I am also just starting to work on the poster describing what I did this summer. My plan is to work on it this weekend and the beginning of next week before I start band week. I want to have a draft by Sunday night so I can spend at least the next week improving it. Currently my plan is to make it in LaTeX so that it can be viewed digitally and printed out.

Monday, August 4, 2014

Abstractly (Re)factoring the Publisher Code

The first thing I worked on is fixing a bug in the group key encryption.  On other systems it was throwing an error when generating RSA key pairs.  The bug ended up being a small scoping issue that my compiler automatically fixed, but other compilers didn't.

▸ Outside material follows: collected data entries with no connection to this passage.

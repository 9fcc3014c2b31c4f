use iterflow::builders::SequenceBuilder;
use iterflow::fixtures::{even_ordinals, odd_ordinals};
use iterflow::probe::EvalProbe;

#[test]
fn literal_values_form_an_ordered_source() {
    let count = ["Zero", "Eleven", "Twelve"].into_iter().count();
    assert_eq!(count, 3);
}

#[test]
fn builder_assembles_elements_in_insertion_order() {
    let seq = SequenceBuilder::new()
        .add("One")
        .add("Two")
        .add("Three")
        .build();
    assert_eq!(seq, ["One", "Two", "Three"]);
    assert!(seq.into_iter().count() > 0);
}

#[test]
fn builder_supports_bulk_and_repeated_inserts() {
    let builder = SequenceBuilder::new()
        .add_range(1..=10)
        .add_values(vec![100, 101])
        .add_repeated(42, 5);
    assert_eq!(builder.len(), 17);
    assert!(!builder.is_empty());

    let seq = builder.build();
    assert_eq!(seq[..10], (1..=10).collect::<Vec<_>>()[..]);
    assert_eq!(seq[10..12], [100, 101]);
    assert!(seq[12..].iter().all(|n| *n == 42));
}

#[test]
fn empty_source_yields_nothing() {
    assert_eq!(std::iter::empty::<i32>().count(), 0);
    assert_eq!(std::iter::empty::<i32>().next(), None);
}

#[test]
fn chain_concatenates_in_first_then_second_order() {
    let joined: String = odd_ordinals()
        .into_iter()
        .chain(even_ordinals())
        .collect();
    assert_eq!(joined, "OneThreeFiveSevenNineTwoFourSixEightTen");
}

#[test]
fn chain_pulls_from_the_second_source_lazily() {
    let probe = EvalProbe::new();
    let first_half: Vec<String> = odd_ordinals()
        .into_iter()
        .chain(even_ordinals().into_iter().inspect(|_| probe.mark()))
        .take(5)
        .collect();
    assert_eq!(first_half.len(), 5);
    // take(5) is satisfied by the first source alone
    assert_eq!(probe.hits(), 0);
}
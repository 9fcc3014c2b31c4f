//! Fluent element-by-element sequence construction.

/// A fluent builder for assembling a sequence one element at a time.
///
/// The built sequence preserves insertion order, so it can stand in for any
/// ordered source in the suite.
///
/// # Example
///
/// ```
/// use iterflow::builders::SequenceBuilder;
///
/// let seq = SequenceBuilder::new()
///     .add("One")
///     .add("Two")
///     .add("Three")
///     .build();
///
/// assert_eq!(seq, ["One", "Two", "Three"]);
/// ```
#[derive(Debug, Clone, Default)]
pub struct SequenceBuilder<T> {
    elements: Vec<T>,
}

impl<T> SequenceBuilder<T> {
    /// Create an empty builder.
    #[must_use]
    pub const fn new() -> Self {
        Self {
            elements: Vec::new(),
        }
    }

    /// Append a single element.
    #[must_use]
    pub fn add(mut self, element: T) -> Self {
        self.elements.push(element);
        self
    }

    /// Append every element of `values`, in order.
    #[must_use]
    pub fn add_values(mut self, values: impl IntoIterator<Item = T>) -> Self {
        self.elements.extend(values);
        self
    }

    /// Append `count` clones of `element`.
    ///
    /// # Example
    ///
    /// ```
    /// use iterflow::builders::SequenceBuilder;
    ///
    /// let seq = SequenceBuilder::new().add_repeated(7, 3).build();
    /// assert_eq!(seq, [7, 7, 7]);
    /// ```
    #[must_use]
    pub fn add_repeated(mut self, element: T, count: usize) -> Self
    where
        T: Clone,
    {
        self.elements
            .extend(std::iter::repeat_n(element, count));
        self
    }

    /// Number of elements added so far.
    #[must_use]
    pub fn len(&self) -> usize {
        self.elements.len()
    }

    /// Whether nothing has been added yet.
    #[must_use]
    pub fn is_empty(&self) -> bool {
        self.elements.is_empty()
    }

    /// Finish building and return the sequence.
    #[must_use]
    pub fn build(self) -> Vec<T> {
        self.elements
    }
}

// Specialized methods for numeric element types
impl<T: From<i32>> SequenceBuilder<T> {
    /// Append every value of `range`, in order.
    ///
    /// # Example
    ///
    /// ```
    /// use iterflow::builders::SequenceBuilder;
    ///
    /// let seq = SequenceBuilder::<i32>::new().add_range(1..=5).build();
    /// assert_eq!(seq, [1, 2, 3, 4, 5]);
    /// ```
    #[must_use]
    pub fn add_range(mut self, range: std::ops::RangeInclusive<i32>) -> Self {
        self.elements.extend(range.map(T::from));
        self
    }
}

impl<T> IntoIterator for SequenceBuilder<T> {
    type Item = T;
    type IntoIter = std::vec::IntoIter<T>;

    fn into_iter(self) -> Self::IntoIter {
        self.elements.into_iter()
    }
}
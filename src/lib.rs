//! # Iterflow
//!
//! A test-support library backing an executable tour of Rust's lazy iterator
//! pipelines (`std::iter`) and rayon's parallel execution semantics. The
//! behavior under test lives entirely in the standard library and rayon; this
//! crate only supplies the scaffolding the suite in `tests/` is written with:
//!
//! - **Fixtures**: canonical in-memory datasets shared across the suite
//! - **Assertions**: collection comparisons with diagnostic failure messages
//! - **Builders**: fluent element-by-element sequence construction
//! - **Probes**: thread-safe side-effect recorders for observing laziness,
//!   short-circuiting, and parallel interleaving
//! - **Pools**: fixed-size rayon thread pools so parallel demonstrations do
//!   not depend on the global pool
//!
//! ## Quick Start
//!
//! ```
//! use iterflow::fixtures::ordinal_words;
//! use iterflow::probe::EvalProbe;
//!
//! let probe = EvalProbe::new();
//! let pipeline = ordinal_words().into_iter().inspect(|_| probe.mark());
//!
//! // Adapters are lazy: nothing has run yet.
//! assert_eq!(probe.hits(), 0);
//!
//! // A terminal operation forces evaluation.
//! assert_eq!(pipeline.count(), 5);
//! assert_eq!(probe.hits(), 5);
//! ```

pub mod assertions;
pub mod builders;
pub mod fixtures;
pub mod parallel;
pub mod probe;

pub use assertions::*;
pub use builders::SequenceBuilder;
pub use fixtures::*;
pub use parallel::{default_pool, fixed_pool};
pub use probe::EvalProbe;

Then I worked on implementing encryption of group keys under each member.  This works by encrypting the message once under a random AES-256 key/IV, and then encrypting the AES key under each group members public key.  This indirection is necessary because RSA encryption can only handle inputs that are less than the length of the key.

After that I worked on refactoring the publisher code.  Since the summer is coming to a close, I want the publisher code to be extremely readable for the next person, whoever that may be.  The first goal of my refactor is to have all of the "low level" functionality, such as crypto, formatting, and file access, to be accessed through an abstract base class interface so the implementation can be changed out without changing the code that uses it.  This technique also allows tests on the interface to be applied to every implementation of the interface (sub-class) without any extra code.  For example, the code could switch from using the OpenSSL API to using the OpenSSL CLI by only changing which implementation of the crypto interface is used, which is only located in one place.

Along with the refactor, I've been adding unit tests to the code base.  This is one of the "technical debts" that I've built up over the summer that I need to pay off.  However, the nice thing about writing the tests alongside the refactored code, is that I get to use the fancy new abstract base classes to test all implementations of the interface at once.

Lastly, I had to correct a mistake I made with group key encryption.  I had incorrectly assumed that the public exponent should be encrypted when distributing the group key to each group member.  Therefore, I used a symmetric cipher to encrypt the group key and then encrypt the symmetric key under each members public key, because if you include the public exponent in encrypted part, it is too long for RSA encryption.  However, I learned that the public exponent does not need to be encrypted, so the group key state can be directly encrypted under each members public key.

Monday, July 7, 2014

OpenSSL Command Line Apps

This week I worked on supporting arbitrary encryption and signing functions within the publisher app.  In order to do this I switched from using OpenSSL's C API to using its command line interface.  I made this change because when using the C API, for each function I wanted to support I needed to add about 40 lines of code, as well as understand the cipher well enough to choose a good configuration.  However, with the command line interface the same code can support any cipher that OpenSSL supports just by passing in a different cipher name.  This reduced complexity and consistent interface should help reduce subtle bugs in the cryptographic functions.  Since the cryptography is the main component of the publisher app, it is important for it to be implemented correctly.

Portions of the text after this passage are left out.